"""

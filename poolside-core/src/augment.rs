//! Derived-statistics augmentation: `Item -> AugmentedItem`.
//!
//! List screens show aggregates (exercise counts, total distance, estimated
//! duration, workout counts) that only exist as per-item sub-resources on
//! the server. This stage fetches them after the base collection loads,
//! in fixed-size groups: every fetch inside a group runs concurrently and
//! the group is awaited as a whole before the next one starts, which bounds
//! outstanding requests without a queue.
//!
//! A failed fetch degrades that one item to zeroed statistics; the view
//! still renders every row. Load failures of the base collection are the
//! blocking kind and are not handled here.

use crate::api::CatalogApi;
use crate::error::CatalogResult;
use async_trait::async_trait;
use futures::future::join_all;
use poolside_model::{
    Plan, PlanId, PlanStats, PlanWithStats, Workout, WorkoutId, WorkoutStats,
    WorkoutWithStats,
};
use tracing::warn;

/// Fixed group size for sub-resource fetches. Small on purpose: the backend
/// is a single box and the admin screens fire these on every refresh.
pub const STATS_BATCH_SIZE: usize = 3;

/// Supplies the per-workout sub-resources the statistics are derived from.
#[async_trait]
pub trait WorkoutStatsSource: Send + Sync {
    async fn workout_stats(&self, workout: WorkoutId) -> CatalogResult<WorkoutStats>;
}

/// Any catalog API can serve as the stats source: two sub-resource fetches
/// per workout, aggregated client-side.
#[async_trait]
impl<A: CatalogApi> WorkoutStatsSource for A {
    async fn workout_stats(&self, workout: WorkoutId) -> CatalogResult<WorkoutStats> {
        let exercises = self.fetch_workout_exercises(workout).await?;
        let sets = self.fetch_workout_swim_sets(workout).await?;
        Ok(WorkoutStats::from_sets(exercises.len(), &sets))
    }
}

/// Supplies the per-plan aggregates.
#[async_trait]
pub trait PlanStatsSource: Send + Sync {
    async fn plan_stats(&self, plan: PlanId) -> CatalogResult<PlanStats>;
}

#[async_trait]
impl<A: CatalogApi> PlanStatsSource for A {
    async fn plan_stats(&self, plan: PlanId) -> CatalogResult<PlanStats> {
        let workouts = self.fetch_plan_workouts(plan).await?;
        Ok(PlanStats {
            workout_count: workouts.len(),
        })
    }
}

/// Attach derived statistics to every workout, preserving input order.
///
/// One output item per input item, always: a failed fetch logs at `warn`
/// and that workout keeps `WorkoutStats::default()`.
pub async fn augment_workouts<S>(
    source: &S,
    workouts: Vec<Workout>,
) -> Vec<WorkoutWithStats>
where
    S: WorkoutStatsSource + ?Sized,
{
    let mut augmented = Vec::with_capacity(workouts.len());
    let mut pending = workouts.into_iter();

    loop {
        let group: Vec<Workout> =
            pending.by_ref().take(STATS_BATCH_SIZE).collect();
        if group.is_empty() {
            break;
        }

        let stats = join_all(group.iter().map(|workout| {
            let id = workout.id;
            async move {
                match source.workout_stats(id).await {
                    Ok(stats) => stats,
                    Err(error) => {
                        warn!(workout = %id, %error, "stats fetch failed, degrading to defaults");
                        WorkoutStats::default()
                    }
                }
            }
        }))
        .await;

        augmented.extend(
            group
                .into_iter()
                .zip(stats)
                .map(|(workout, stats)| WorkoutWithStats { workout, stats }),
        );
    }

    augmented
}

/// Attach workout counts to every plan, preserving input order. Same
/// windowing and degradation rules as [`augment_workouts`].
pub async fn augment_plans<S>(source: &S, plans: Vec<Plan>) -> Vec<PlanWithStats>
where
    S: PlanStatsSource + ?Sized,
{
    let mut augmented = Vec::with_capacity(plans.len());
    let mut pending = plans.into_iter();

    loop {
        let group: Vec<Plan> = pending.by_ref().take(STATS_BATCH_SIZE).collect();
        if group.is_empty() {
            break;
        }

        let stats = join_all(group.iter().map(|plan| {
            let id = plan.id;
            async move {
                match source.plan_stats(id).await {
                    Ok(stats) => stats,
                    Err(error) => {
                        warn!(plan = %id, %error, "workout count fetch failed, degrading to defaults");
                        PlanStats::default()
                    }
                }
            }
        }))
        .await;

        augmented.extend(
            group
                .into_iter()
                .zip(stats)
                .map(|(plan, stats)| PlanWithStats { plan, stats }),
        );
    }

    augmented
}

"""
"""

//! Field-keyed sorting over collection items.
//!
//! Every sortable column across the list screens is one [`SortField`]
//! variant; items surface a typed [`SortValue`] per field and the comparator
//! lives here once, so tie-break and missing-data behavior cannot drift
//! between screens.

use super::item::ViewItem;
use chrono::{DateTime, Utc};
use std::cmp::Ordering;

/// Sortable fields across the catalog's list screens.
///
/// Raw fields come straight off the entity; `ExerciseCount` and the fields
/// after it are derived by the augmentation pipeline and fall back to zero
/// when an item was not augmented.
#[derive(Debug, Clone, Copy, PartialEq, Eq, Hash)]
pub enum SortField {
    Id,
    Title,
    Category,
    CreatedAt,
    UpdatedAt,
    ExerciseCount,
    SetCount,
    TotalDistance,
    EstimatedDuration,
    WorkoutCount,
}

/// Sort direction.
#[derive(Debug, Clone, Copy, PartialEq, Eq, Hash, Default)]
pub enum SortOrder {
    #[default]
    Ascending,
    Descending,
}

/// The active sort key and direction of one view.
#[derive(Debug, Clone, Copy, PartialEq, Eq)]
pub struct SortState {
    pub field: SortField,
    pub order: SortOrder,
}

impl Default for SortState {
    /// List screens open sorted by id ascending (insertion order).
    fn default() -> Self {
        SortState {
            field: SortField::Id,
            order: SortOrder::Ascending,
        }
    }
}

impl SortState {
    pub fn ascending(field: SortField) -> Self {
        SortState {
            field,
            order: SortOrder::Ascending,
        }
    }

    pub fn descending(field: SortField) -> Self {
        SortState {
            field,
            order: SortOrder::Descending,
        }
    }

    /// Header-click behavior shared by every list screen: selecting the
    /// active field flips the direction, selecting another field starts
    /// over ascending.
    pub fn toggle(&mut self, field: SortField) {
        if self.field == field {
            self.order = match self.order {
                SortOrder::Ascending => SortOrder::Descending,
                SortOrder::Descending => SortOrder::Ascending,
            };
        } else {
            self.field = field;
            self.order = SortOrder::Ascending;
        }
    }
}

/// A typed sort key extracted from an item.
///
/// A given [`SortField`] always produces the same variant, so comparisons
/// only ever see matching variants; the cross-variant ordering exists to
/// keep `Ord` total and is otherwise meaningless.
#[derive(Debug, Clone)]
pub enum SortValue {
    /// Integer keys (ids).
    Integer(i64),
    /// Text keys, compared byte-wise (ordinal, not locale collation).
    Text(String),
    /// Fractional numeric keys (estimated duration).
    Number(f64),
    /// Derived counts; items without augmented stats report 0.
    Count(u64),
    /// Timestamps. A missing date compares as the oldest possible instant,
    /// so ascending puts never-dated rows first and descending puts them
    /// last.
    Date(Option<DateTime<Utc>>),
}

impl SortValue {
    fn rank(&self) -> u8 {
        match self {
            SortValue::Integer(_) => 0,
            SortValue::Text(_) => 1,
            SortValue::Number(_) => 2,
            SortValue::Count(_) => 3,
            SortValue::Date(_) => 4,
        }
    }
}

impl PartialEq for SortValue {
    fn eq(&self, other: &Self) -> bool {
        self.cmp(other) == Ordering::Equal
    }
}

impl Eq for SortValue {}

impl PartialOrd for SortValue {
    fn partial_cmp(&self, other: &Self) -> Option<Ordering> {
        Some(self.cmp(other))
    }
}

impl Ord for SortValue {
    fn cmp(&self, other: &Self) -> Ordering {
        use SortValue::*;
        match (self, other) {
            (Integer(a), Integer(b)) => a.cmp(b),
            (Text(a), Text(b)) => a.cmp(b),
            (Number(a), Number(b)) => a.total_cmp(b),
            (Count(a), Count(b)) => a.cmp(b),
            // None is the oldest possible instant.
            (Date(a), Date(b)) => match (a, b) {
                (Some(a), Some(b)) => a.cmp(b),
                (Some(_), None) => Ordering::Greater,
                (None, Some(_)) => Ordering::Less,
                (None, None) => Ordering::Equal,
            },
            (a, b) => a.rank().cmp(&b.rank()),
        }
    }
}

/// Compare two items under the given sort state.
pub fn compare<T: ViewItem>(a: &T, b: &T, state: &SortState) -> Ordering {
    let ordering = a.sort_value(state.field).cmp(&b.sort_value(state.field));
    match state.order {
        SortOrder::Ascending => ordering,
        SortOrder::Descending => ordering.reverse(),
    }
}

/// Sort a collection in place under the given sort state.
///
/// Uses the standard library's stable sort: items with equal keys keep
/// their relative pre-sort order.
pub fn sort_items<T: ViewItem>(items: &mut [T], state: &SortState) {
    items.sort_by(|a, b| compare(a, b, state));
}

"""

> _What needs to be done_
Where does the string "Some" appear in the records? Copy every line that holds it.

> _Response box_
        Some(self.cmp(other))
                (Some(a), Some(b)) => a.cmp(b),
                (Some(_), None) => Ordering::Greater,
                (None, Some(_)) => Ordering::Less,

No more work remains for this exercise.